[Instructions to follow]: Look below for the line that contains "repository 2333d53f6f042d4c", then copy it and each following line exactly, through and including the line that contains "pub struct ColumnStats".

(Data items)
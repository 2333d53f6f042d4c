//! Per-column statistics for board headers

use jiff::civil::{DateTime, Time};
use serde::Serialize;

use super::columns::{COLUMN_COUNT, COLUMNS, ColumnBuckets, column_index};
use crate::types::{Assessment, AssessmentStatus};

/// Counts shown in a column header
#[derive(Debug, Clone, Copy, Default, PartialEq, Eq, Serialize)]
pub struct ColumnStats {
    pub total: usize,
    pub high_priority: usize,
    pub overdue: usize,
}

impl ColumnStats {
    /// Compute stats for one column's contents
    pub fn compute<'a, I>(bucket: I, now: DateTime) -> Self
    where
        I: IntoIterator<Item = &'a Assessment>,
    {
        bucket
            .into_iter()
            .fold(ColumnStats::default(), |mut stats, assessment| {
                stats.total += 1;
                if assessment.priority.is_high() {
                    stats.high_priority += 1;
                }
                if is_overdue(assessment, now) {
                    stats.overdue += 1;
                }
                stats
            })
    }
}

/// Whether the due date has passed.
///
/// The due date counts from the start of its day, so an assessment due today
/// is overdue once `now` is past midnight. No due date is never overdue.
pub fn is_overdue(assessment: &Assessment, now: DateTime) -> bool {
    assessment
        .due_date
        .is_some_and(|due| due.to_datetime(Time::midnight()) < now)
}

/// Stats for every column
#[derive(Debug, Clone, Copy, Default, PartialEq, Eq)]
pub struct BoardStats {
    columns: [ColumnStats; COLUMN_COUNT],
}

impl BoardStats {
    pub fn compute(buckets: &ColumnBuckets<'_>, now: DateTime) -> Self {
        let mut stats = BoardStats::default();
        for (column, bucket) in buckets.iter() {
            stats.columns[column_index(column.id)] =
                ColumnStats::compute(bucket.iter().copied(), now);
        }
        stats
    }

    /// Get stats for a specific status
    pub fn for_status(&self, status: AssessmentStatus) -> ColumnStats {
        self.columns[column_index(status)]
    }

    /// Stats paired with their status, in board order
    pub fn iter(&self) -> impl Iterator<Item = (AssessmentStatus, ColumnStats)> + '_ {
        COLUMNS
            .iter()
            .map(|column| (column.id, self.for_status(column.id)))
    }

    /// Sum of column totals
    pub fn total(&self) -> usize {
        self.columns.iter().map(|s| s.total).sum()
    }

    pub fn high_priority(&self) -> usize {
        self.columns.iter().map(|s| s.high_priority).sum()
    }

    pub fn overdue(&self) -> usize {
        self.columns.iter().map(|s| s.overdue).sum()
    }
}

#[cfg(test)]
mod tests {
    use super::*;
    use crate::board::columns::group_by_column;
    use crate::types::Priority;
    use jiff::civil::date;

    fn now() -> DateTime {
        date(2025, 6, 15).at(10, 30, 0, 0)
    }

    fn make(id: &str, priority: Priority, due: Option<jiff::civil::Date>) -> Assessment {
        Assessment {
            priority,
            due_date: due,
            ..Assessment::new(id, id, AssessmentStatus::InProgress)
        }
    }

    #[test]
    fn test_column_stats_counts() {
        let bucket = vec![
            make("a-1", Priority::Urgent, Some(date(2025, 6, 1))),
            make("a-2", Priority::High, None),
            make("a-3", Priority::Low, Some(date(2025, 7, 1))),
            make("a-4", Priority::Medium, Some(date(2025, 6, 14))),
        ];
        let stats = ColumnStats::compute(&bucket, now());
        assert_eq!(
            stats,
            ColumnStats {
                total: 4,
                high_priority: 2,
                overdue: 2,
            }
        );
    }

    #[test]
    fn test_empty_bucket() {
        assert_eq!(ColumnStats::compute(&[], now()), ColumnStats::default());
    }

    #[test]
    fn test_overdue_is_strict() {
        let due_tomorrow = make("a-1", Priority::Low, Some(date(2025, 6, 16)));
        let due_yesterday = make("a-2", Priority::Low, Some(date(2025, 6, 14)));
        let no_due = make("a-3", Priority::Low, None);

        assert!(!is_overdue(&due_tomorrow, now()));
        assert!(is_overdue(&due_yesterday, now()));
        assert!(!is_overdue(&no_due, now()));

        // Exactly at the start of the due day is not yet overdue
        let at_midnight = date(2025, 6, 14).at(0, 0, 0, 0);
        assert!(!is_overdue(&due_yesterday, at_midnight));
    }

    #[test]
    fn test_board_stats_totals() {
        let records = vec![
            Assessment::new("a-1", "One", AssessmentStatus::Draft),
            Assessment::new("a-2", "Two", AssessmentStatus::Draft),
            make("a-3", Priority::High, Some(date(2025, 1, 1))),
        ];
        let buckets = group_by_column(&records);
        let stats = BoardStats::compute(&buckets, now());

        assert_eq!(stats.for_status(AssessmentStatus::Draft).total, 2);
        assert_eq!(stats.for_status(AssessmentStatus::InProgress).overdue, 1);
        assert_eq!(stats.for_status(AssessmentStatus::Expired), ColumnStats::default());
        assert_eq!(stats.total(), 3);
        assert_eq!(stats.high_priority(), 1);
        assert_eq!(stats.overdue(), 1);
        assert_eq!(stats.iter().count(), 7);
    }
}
--
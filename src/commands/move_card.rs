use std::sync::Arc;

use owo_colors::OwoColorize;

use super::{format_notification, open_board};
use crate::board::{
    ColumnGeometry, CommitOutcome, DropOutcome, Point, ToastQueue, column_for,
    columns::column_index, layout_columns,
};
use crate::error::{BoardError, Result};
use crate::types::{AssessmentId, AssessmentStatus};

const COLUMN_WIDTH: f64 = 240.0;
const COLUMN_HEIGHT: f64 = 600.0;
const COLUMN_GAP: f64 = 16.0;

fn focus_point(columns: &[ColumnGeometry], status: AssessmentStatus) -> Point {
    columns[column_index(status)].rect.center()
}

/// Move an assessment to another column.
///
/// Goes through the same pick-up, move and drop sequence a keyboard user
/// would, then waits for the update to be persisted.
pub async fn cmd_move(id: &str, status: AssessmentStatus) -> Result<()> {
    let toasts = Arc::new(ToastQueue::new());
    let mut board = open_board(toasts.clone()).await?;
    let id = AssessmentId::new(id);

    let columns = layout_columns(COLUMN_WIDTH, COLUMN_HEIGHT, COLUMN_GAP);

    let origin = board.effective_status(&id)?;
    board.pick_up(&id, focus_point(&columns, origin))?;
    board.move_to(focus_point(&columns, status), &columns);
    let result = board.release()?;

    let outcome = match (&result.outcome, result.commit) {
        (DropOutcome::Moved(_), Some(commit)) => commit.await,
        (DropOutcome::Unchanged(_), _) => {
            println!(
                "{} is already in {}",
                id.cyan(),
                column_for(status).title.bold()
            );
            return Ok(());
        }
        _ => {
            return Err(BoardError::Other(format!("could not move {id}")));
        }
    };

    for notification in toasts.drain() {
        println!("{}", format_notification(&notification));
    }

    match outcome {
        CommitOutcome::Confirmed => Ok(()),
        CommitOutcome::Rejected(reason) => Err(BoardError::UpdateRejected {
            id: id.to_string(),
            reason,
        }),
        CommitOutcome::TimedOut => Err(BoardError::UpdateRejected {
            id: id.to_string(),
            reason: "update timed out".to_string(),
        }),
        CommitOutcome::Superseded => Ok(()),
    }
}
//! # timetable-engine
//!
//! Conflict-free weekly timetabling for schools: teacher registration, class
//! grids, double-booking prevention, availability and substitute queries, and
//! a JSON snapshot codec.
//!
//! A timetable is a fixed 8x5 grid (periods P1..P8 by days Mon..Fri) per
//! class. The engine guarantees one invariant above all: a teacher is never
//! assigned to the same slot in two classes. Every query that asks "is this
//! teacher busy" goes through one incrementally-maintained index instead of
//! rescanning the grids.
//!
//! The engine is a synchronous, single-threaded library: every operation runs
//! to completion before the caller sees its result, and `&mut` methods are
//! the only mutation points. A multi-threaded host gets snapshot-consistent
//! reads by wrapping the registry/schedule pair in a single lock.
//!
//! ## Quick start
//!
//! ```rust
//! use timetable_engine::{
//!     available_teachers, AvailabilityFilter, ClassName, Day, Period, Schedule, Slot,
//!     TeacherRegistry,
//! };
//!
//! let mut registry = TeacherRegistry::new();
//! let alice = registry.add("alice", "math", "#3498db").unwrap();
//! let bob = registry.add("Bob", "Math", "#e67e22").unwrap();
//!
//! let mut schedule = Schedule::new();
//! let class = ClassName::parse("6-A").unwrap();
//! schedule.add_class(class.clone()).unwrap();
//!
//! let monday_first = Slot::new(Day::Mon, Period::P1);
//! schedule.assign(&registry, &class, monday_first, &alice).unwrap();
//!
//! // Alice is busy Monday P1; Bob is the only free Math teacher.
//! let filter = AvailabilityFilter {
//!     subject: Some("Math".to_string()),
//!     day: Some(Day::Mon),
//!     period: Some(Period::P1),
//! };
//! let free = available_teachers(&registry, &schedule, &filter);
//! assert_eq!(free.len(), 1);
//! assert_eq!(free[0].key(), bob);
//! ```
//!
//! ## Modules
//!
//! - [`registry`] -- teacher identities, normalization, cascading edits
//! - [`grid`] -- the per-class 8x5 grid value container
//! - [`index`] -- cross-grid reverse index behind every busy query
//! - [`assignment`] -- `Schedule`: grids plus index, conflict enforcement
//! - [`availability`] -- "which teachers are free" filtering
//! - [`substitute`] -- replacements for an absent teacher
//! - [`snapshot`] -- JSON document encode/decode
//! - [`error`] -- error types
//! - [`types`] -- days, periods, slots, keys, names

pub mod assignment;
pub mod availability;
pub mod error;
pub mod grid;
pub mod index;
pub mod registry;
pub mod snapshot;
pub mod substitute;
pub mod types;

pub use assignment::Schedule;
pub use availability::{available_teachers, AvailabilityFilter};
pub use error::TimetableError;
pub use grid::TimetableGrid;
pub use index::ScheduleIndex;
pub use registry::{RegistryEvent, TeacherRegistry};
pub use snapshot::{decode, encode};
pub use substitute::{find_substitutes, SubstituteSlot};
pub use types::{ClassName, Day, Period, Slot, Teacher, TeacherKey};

[Completed exercise]:
repository 2333d53f6f042d4c
//! Per-column statistics for board headers

use jiff::civil::{DateTime, Time};
use serde::Serialize;

use super::columns::{COLUMN_COUNT, COLUMNS, ColumnBuckets, column_index};
use crate::types::{Assessment, AssessmentStatus};

/// Counts shown in a column header
#[derive(Debug, Clone, Copy, Default, PartialEq, Eq, Serialize)]
pub struct ColumnStats {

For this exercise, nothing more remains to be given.